Mumbai, Nov 9 (PTI) Commercial vehicle maker Ashok Leyland on Thursday said its Profit After Tax (PAT) nearly tripled to Rs 561 crore in the September quarter.
In the year-ago period, the company had reported a PAT of Rs 199.31 crore.
Revenue during the second quarter of the current fiscal rose to Rs 9,638 crore from Rs 8,266 crore in the second quarter of FY23, the company said in a statement.
The company also said its board has approved an investment of Rs 1,200 crore as equity in its EV arm Switch mobility through its holding company Optare PLC UK.
The company said the growth momentum seen in the industry in the first half of the fiscal is expected to continue with the Medium and Heavy Commercial Vehicles (MHCV) segment likely to log 8-10 per cent growth in the fiscal while Light commercial Vehicle (LCV) segment estimated to grow at 4-5 per cent.

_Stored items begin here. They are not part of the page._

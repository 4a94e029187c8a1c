//! Caching proxy handler.
//!
//! Every request outside the inspection routes is mapped onto the origin,
//! offered to the worker host, and forwarded to the network only when the
//! coordinator does not intercept it.

use std::net::SocketAddr;
use std::sync::Arc;

use axum::body::Body;
use axum::extract::{ConnectInfo, State};
use axum::http::header::{ACCEPT, UPGRADE};
use axum::http::{HeaderMap, Method, StatusCode};
use axum::response::IntoResponse;
use tracing::{debug, warn};
use url::Url;

use crate::cache::request::{Request, RequestMode};
use crate::cache::response::Response;
use crate::network::fetcher::is_hop_by_hop;
use crate::server::AppState;

/// Upper bound on buffered request bodies.
const MAX_REQUEST_BODY: usize = 16 * 1024 * 1024;

/// Header a page may send to identify itself as a client.
pub const CLIENT_HEADER: &str = "x-shell-cache-client";

/// Set on synthesized network-error responses.
pub const NETWORK_ERROR_HEADER: &str = "x-shell-cache-network-error";

pub async fn proxy(State(state): State<Arc<AppState>>, req: axum::extract::Request) -> axum::response::Response {
    let client_id = client_id(&req);
    let request = match to_request(&state.origin, req).await {
        Ok(request) => request,
        Err(rejection) => return rejection,
    };

    if request.mode == RequestMode::Navigate {
        state
            .host
            .coordinator()
            .clients()
            .register(&client_id, request.url.as_str())
            .await;
    }

    if let Some(response) = state.host.handle(request.clone()).await {
        return into_http(response);
    }

    debug!(method = %request.method, url = %request.url, "Forwarding uncached request");
    match state.fetcher.fetch(&request).await {
        Ok(response) => into_http(response),
        Err(e) => {
            warn!(url = %request.url, error = %e, "Pass-through request failed");
            (StatusCode::BAD_GATEWAY, e.to_string()).into_response()
        }
    }
}

fn client_id(req: &axum::extract::Request) -> String {
    if let Some(id) = req.headers().get(CLIENT_HEADER).and_then(|v| v.to_str().ok()) {
        return id.to_string();
    }
    req.extensions()
        .get::<ConnectInfo<SocketAddr>>()
        .map(|ConnectInfo(addr)| addr.ip().to_string())
        .unwrap_or_else(|| "anonymous".to_string())
}

/// Infer the request mode the way a browser would have labelled it.
pub fn request_mode(method: &Method, headers: &HeaderMap) -> RequestMode {
    if let Some(mode) = header_str(headers, "sec-fetch-mode").and_then(RequestMode::from_fetch_mode) {
        return mode;
    }
    if header_str(headers, UPGRADE.as_str()).is_some_and(|v| v.eq_ignore_ascii_case("websocket")) {
        return RequestMode::Websocket;
    }
    if *method == Method::GET && header_str(headers, ACCEPT.as_str()).is_some_and(|v| v.contains("text/html")) {
        return RequestMode::Navigate;
    }
    RequestMode::SameOrigin
}

fn header_str<'a>(headers: &'a HeaderMap, name: &str) -> Option<&'a str> {
    headers.get(name).and_then(|v| v.to_str().ok())
}

async fn to_request(origin: &Url, req: axum::extract::Request) -> Result<Request, axum::response::Response> {
    let (parts, body) = req.into_parts();

    let mut url = origin.clone();
    url.set_path(parts.uri.path());
    url.set_query(parts.uri.query());

    let headers = parts
        .headers
        .iter()
        .filter(|(name, _)| !is_hop_by_hop(name.as_str()))
        .filter_map(|(name, value)| {
            value
                .to_str()
                .ok()
                .map(|v| (name.as_str().to_string(), v.to_string()))
        })
        .collect();

    let body = axum::body::to_bytes(body, MAX_REQUEST_BODY)
        .await
        .map_err(|e| (StatusCode::PAYLOAD_TOO_LARGE, e.to_string()).into_response())?;

    Ok(Request {
        method: parts.method.as_str().to_string(),
        mode: request_mode(&parts.method, &parts.headers),
        url,
        headers,
        body,
    })
}

/// Convert a coordinator response into an HTTP response.
pub fn into_http(response: Response) -> axum::response::Response {
    if response.is_network_error() {
        return (StatusCode::BAD_GATEWAY, [(NETWORK_ERROR_HEADER, "1")]).into_response();
    }

    let status = StatusCode::from_u16(response.status).unwrap_or(StatusCode::BAD_GATEWAY);
    let mut builder = axum::http::Response::builder().status(status);
    for (name, value) in &response.headers {
        if !is_hop_by_hop(name) {
            builder = builder.header(name.as_str(), value.as_str());
        }
    }

    builder
        .body(Body::from(response.body))
        .unwrap_or_else(|e| (StatusCode::INTERNAL_SERVER_ERROR, e.to_string()).into_response())
}

#[cfg(test)]
mod tests {
    use super::*;
    use axum::http::HeaderValue;

    #[test]
    fn test_mode_from_fetch_metadata() {
        let mut headers = HeaderMap::new();
        headers.insert("sec-fetch-mode", HeaderValue::from_static("no-cors"));
        assert_eq!(request_mode(&Method::GET, &headers), RequestMode::NoCors);
    }

    #[test]
    fn test_mode_from_accept_header() {
        let mut headers = HeaderMap::new();
        headers.insert(ACCEPT, HeaderValue::from_static("text/html,application/xhtml+xml"));
        assert_eq!(request_mode(&Method::GET, &headers), RequestMode::Navigate);
        assert_eq!(request_mode(&Method::POST, &headers), RequestMode::SameOrigin);
    }

    #[test]
    fn test_mode_websocket_upgrade() {
        let mut headers = HeaderMap::new();
        headers.insert(UPGRADE, HeaderValue::from_static("websocket"));
        assert_eq!(request_mode(&Method::GET, &headers), RequestMode::Websocket);
    }

    #[test]
    fn test_network_error_becomes_bad_gateway() {
        let http = into_http(Response::network_error());
        assert_eq!(http.status(), StatusCode::BAD_GATEWAY);
        assert!(http.headers().contains_key(NETWORK_ERROR_HEADER));
    }

    #[test]
    fn test_headers_copied_without_hop_by_hop() {
        let response = Response::basic(200, "body")
            .with_header("content-type", "text/css")
            .with_header("transfer-encoding", "chunked");
        let http = into_http(response);
        assert_eq!(http.status(), StatusCode::OK);
        assert_eq!(http.headers().get("content-type").unwrap(), "text/css");
        assert!(http.headers().get("transfer-encoding").is_none());
    }
}
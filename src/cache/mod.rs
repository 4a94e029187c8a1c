//! Versioned blob cache.
//!
//! - [`request`]: Request descriptors and request identity
//! - [`response`]: Response descriptors and the cacheability predicate
//! - [`store`]: `Cache` / `CacheStorage` traits and the in-memory backend
//! - [`disk`]: Disk-backed storage, one directory per generation
//! - [`codec`]: zstd compression for persisted bodies

pub mod codec;
pub mod disk;
pub mod request;
pub mod response;
pub mod store;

It said Earnings Before Interest, Tax, Depreciation, and Amortisation (EBITDA) for the quarter was Rs 1,080 crore as against Rs 537 crore in the year-ago period.
The company's net debt stood at Rs 1,139 crore at the end of the second quarter, it said.
The domestic MHCV sales stood at 29,947 units, up 18 per cent from the second quarter of the previous fiscal, which is in line with industry growth.
LCV volume was at 16,998 units compared to 17,040 LCVs sold in the same period last year, Ashok Leyland said.
Export volumes for the quarter -- MHCV & LCV -- were 4 per cent higher at 2,901 units from the year-ago period despite multiple socio-political challenges across the globe.
The company said it has significantly increased its bus market share, making it the manufacturer in the country.
"We have grown and grown profitability. The second half of the year appears to have the twin tailwinds of demand growth and softer commodity prices which should improve the profitability of the industry," Ashok Leyland MD & CEO Shenu Agarwal said.
This is the third consecutive quarter of double-digit EBITDA, he said, adding that there is tremendous focus on margin enhancement, network expansion, operational efficiency, cost optimisation and deployment of digital as an enabler for growth and productivity.
There is an enhanced thrust to grow all non-MHCV businesses as well and "we expect to see the benefits of all of this in the coming quarters", he added.
"In H2 FY24 (October-March), we also believe that this growth momentum would continue, roughly between 8-10 per cent. And all the macroeconomic factors are actually favouring the industry in a big manner right now, whether it is the spent on the infrastructure projects, or whether it is the movement happening in the cement, the coal and the other sectors, including e-commerce, which is showing up some good signs and even rural markets, which are showing some positive signs now,” Agarwal said.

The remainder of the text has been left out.